This is the code to run the model compression algorithm described in the paper. It currently supports trained models in pytorch. If you would like to use it with a model in another deep learning framework, it would have to be converted to pytorch first. Link to ICLR paper
There are some dependencies for running this
- python >= 2.7
- pytorch >= 0.2
- torchvision >= 0.19
- Clone this repository using
git clone https://github.com/anubhavashok/N2N.git
-
Download teacher models from the links below
-
Layer removal and Layer shrinkage instructions are described below Additional detailed instructions can be found in the help menu in run.py
Here is an example command to train the layer removal policy on the cifar10 dataset using the resnet-18 model
python run.py removal cifar10 teacherModels/resnet18_cifar10.net --cuda True
NOTE: To run shrinkage, specify both teacher model and reduced model from stage1
python run.py shrinkage cifar10 teacherModels/resnet18_cifar10.net --model Stage1_cifar10/reduced_model1.net --cuda True
All models can be downloaded at this link
The teacher models are to be specified to run.py to train.
The pre-trained student models are given to show the performance of the models described in the paper.

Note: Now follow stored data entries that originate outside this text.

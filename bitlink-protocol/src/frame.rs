//! Frame encoding and decoding for the bitlink protocol.
//!
//! Frame format:
//! - CMD (1 byte): 4-bit command shifted left 2
//! - LEN (1 byte): 6-bit payload length shifted left 1
//! - PAYLOAD (0-63 bytes): command-specific data, usually ASCII text
//! - FCS (2 bytes): set-bit count over CMD, LEN and PAYLOAD, big-endian

use heapless::Vec;

/// Maximum payload size in bytes.
///
/// 63 is the largest value the 6-bit LEN field can carry (2^6 - 1).
pub const MAX_PAYLOAD_SIZE: usize = 63;

/// Packed CMD and LEN bytes
pub const HEADER_SIZE: usize = 2;

/// The FCS can exceed 255 on a large frame (63 bytes of 0xFF weigh 504),
/// so it needs two bytes on the wire.
pub const CHECKSUM_SIZE: usize = 2;

/// Bytes in a wire frame besides the payload (CMD + LEN + FCS)
pub const OVERHEAD_BYTES: usize = HEADER_SIZE + CHECKSUM_SIZE;

/// Maximum complete wire frame size
pub const MAX_WIRE_SIZE: usize = MAX_PAYLOAD_SIZE + OVERHEAD_BYTES;

const COMMAND_MASK: u8 = 0x0F;
const COMMAND_SHIFT: u8 = 2;
const LENGTH_MASK: u8 = 0x3F;
const LENGTH_SHIFT: u8 = 1;

/// Errors that can occur during frame encoding or decoding
#[derive(Debug, Clone, Copy, PartialEq, Eq)]
#[cfg_attr(feature = "defmt", derive(defmt::Format))]
pub enum FrameError {
    /// Payload exceeds maximum allowed size
    PayloadTooLarge,
    /// LEN field names more payload bytes than the protocol allows
    LengthOutOfRange,
    /// Wire buffer is shorter than the LEN field claims
    Truncated,
    /// Buffer too small for encoding
    BufferTooSmall,
}

/// Count the set bits across a byte slice.
///
/// This IS the checksum. Sender and receiver must agree on it exactly,
/// so both sides call this one function. Note what it cannot see: moving
/// a set bit from one byte to another leaves the weight unchanged, so
/// weight-preserving corruption passes undetected. The frame-wide parity
/// bit at the physical layer closes part of that gap (it catches any odd
/// number of flipped bits).
pub fn bit_weight(bytes: &[u8]) -> u16 {
    let mut weight: u16 = 0;
    for &byte in bytes {
        weight += byte.count_ones() as u16;
    }
    weight
}

/// Extract the command from packed wire byte 0
pub fn unpack_command(byte0: u8) -> u8 {
    (byte0 >> COMMAND_SHIFT) & COMMAND_MASK
}

/// Extract the payload length from packed wire byte 1
pub fn unpack_length(byte1: u8) -> u8 {
    (byte1 >> LENGTH_SHIFT) & LENGTH_MASK
}

/// A logical frame: one command plus its payload
#[derive(Debug, Clone, PartialEq, Eq)]
pub struct Frame {
    /// Raw command value (0-15 on the wire; 0-7 are assigned)
    pub command: u8,
    /// Payload data
    pub payload: Vec<u8, MAX_PAYLOAD_SIZE>,
}

impl Frame {
    /// Create a new frame with the given command and payload
    pub fn new(command: u8, payload: &[u8]) -> Result<Self, FrameError> {
        if payload.len() > MAX_PAYLOAD_SIZE {
            return Err(FrameError::PayloadTooLarge);
        }

        let mut payload_vec = Vec::new();
        payload_vec
            .extend_from_slice(payload)
            .map_err(|_| FrameError::PayloadTooLarge)?;

        Ok(Self {
            command,
            payload: payload_vec,
        })
    }

    /// Create a frame with no payload
    pub fn empty(command: u8) -> Self {
        Self {
            command,
            payload: Vec::new(),
        }
    }

    /// Total wire length of this frame (payload + overhead)
    pub fn wire_len(&self) -> usize {
        self.payload.len() + OVERHEAD_BYTES
    }

    /// View the payload as text.
    ///
    /// Payloads are length-delimited on the wire, so there is no
    /// terminator to strip; non-UTF-8 payloads render empty.
    pub fn payload_str(&self) -> &str {
        core::str::from_utf8(&self.payload).unwrap_or("")
    }

    /// Encode this frame into a byte buffer
    ///
    /// Returns the number of bytes written
    pub fn encode(&self, buffer: &mut [u8]) -> Result<usize, FrameError> {
        let wire_len = self.wire_len();
        if buffer.len() < wire_len {
            return Err(FrameError::BufferTooSmall);
        }

        let length = self.payload.len();
        buffer[0] = (self.command & COMMAND_MASK) << COMMAND_SHIFT;
        buffer[1] = (length as u8 & LENGTH_MASK) << LENGTH_SHIFT;
        buffer[HEADER_SIZE..HEADER_SIZE + length].copy_from_slice(&self.payload);

        let fcs = bit_weight(&buffer[..HEADER_SIZE + length]);
        buffer[HEADER_SIZE + length] = (fcs >> 8) as u8;
        buffer[HEADER_SIZE + length + 1] = (fcs & 0xFF) as u8;

        Ok(wire_len)
    }

    /// Encode this frame into a heapless Vec
    pub fn encode_to_vec(&self) -> Result<Vec<u8, MAX_WIRE_SIZE>, FrameError> {
        let mut buffer = [0u8; MAX_WIRE_SIZE];
        let len = self.encode(&mut buffer)?;
        let mut vec = Vec::new();
        vec.extend_from_slice(&buffer[..len])
            .map_err(|_| FrameError::BufferTooSmall)?;
        Ok(vec)
    }
}

/// Decode a wire frame back into a [`Frame`].
///
/// Returns the frame together with the checksum verdict. A frame with a
/// failed checksum is still returned (`false`) so the caller can report
/// the command it claimed to carry, but its payload must be treated as
/// untrusted. Structural problems (short buffer, impossible LEN) are
/// errors instead: there is no frame to salvage.
pub fn decode(wire: &[u8]) -> Result<(Frame, bool), FrameError> {
    if wire.len() < OVERHEAD_BYTES {
        return Err(FrameError::Truncated);
    }

    let length = unpack_length(wire[1]) as usize;
    if length > MAX_PAYLOAD_SIZE {
        return Err(FrameError::LengthOutOfRange);
    }
    if wire.len() < length + OVERHEAD_BYTES {
        return Err(FrameError::Truncated);
    }

    let command = unpack_command(wire[0]);
    let mut payload = Vec::new();
    payload
        .extend_from_slice(&wire[HEADER_SIZE..HEADER_SIZE + length])
        .map_err(|_| FrameError::LengthOutOfRange)?;

    let stored = ((wire[HEADER_SIZE + length] as u16) << 8) | wire[HEADER_SIZE + length + 1] as u16;
    let computed = bit_weight(&wire[..HEADER_SIZE + length]);

    Ok((Frame { command, payload }, stored == computed))
}

#[cfg(test)]
mod tests {
    use super::*;

    #[test]
    fn test_encode_empty_payload() {
        let frame = Frame::empty(0); // Ping
        let mut buffer = [0u8; 8];
        let len = frame.encode(&mut buffer).unwrap();

        assert_eq!(len, 4);
        assert_eq!(buffer[0], 0); // cmd 0 packed
        assert_eq!(buffer[1], 0); // length 0 packed
        assert_eq!(buffer[2], 0); // FCS high
        assert_eq!(buffer[3], 0); // FCS low (no set bits anywhere)
    }

    #[test]
    fn test_encode_temperature_frame() {
        // cmd 3 packs to 0b0011 << 2 = 0x0C, length 4 to 4 << 1 = 0x08.
        // Weight of [0x0C, 0x08, '2', '3', '.', '5'] is 2+1+3+4+4+4 = 18.
        let frame = Frame::new(3, b"23.5").unwrap();
        let encoded = frame.encode_to_vec().unwrap();

        assert_eq!(&encoded[..], &[0x0C, 0x08, b'2', b'3', b'.', b'5', 0, 18]);
    }

    #[test]
    fn test_roundtrip() {
        let original = Frame::new(2, b"hello link").unwrap();
        let encoded = original.encode_to_vec().unwrap();

        let (decoded, valid) = decode(&encoded).unwrap();
        assert!(valid);
        assert_eq!(decoded, original);
        assert_eq!(decoded.payload_str(), "hello link");
    }

    #[test]
    fn test_payload_too_large() {
        let large_payload = [0u8; MAX_PAYLOAD_SIZE + 1];
        let result = Frame::new(2, &large_payload);
        assert_eq!(result, Err(FrameError::PayloadTooLarge));
    }

    #[test]
    fn test_max_payload_accepted() {
        let payload = [0xFF; MAX_PAYLOAD_SIZE];
        let frame = Frame::new(7, &payload).unwrap();
        let encoded = frame.encode_to_vec().unwrap();
        assert_eq!(encoded.len(), MAX_WIRE_SIZE);

        // 63 bytes of 0xFF weigh 504, which needs both FCS bytes
        let (decoded, valid) = decode(&encoded).unwrap();
        assert!(valid);
        assert_eq!(decoded.payload.len(), MAX_PAYLOAD_SIZE);
    }

    #[test]
    fn test_weight_changing_corruption_detected() {
        let frame = Frame::new(2, b"abc").unwrap();
        let mut encoded = frame.encode_to_vec().unwrap();
        encoded[2] |= 0x80; // set a clear bit: weight changes

        let (decoded, valid) = decode(&encoded).unwrap();
        assert!(!valid);
        // Command identity survives for diagnostics
        assert_eq!(decoded.command, 2);
    }

    #[test]
    fn test_weight_preserving_corruption_not_detected() {
        // Known weakness: moving a set bit between bytes keeps the total
        // weight, so the checksum cannot see it.
        let frame = Frame::new(2, &[0b0000_0001, 0b0000_0000]).unwrap();
        let mut encoded = frame.encode_to_vec().unwrap();
        encoded[2] = 0b0000_0000;
        encoded[3] = 0b0000_0001;

        let (_, valid) = decode(&encoded).unwrap();
        assert!(valid);
    }

    #[test]
    fn test_decode_truncated() {
        assert_eq!(decode(&[0x0C, 0x08]), Err(FrameError::Truncated));
        // LEN claims 4 payload bytes but only 2 are present
        assert_eq!(
            decode(&[0x0C, 0x08, b'2', b'3', 0, 0]),
            Err(FrameError::Truncated)
        );
    }

    #[test]
    fn test_unpack_helpers() {
        assert_eq!(unpack_command(0x0C), 3);
        assert_eq!(unpack_length(0x08), 4);
        assert_eq!(unpack_command(0xFF), 0x0F);
        assert_eq!(unpack_length(0xFF), 0x3F);
    }

    #[test]
    fn test_bit_weight() {
        assert_eq!(bit_weight(&[]), 0);
        assert_eq!(bit_weight(&[0xFF]), 8);
        assert_eq!(bit_weight(&[0x0F, 0xF0]), 8);
        assert_eq!(bit_weight(&[0xFF; 63]), 504);
    }
}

They can be tested using test_model.py Test using
python test_model.py studentModels/resnet18_cifar10.net cifar10
The pre-trained polcies are specified to run the transfer learning experiments
The experiments folder contains various variants of layer removal and shrinkage that were tried for the actual paper. These were mainly experiments which require substantial modifications to the main code or were used on earlier iterations of the project. They have to be moved to the main folder before being run. The following describes each experiment
- ar_run_layer_clean.py - Layer removal using the Autoregressive controller
- ar_run_param_clean.py - Layer shrinkage for Non-ResNet convolutional models
- bd_run_layer_clean.py - Layer removal for Non-ResNet convolutional models using the bidirectional controller
- ed_run_layer_general.py - Layer removal for Non-ResNet convolutional models using the encoder-decoder controller
- resnet_actor_critic_layer.py - Layer removal using the Actor-Critic controller
- resnet_ar_run_layer_clean.py - Layer removal for ResNet models using the Autoregressive controller
Please use the following bibtex to cite the paper:
@inproceedings{
ashok2018nn,
title={N2N learning: Network to Network Compression via Policy Gradient Reinforcement Learning},
author={Anubhav Ashok and Nicholas Rhinehart and Fares Beainy and Kris M. Kitani},
booktitle={International Conference on Learning Representations},
year={2018},
url={https://openreview.net/pdf?id=B1hcZZ-AW},
}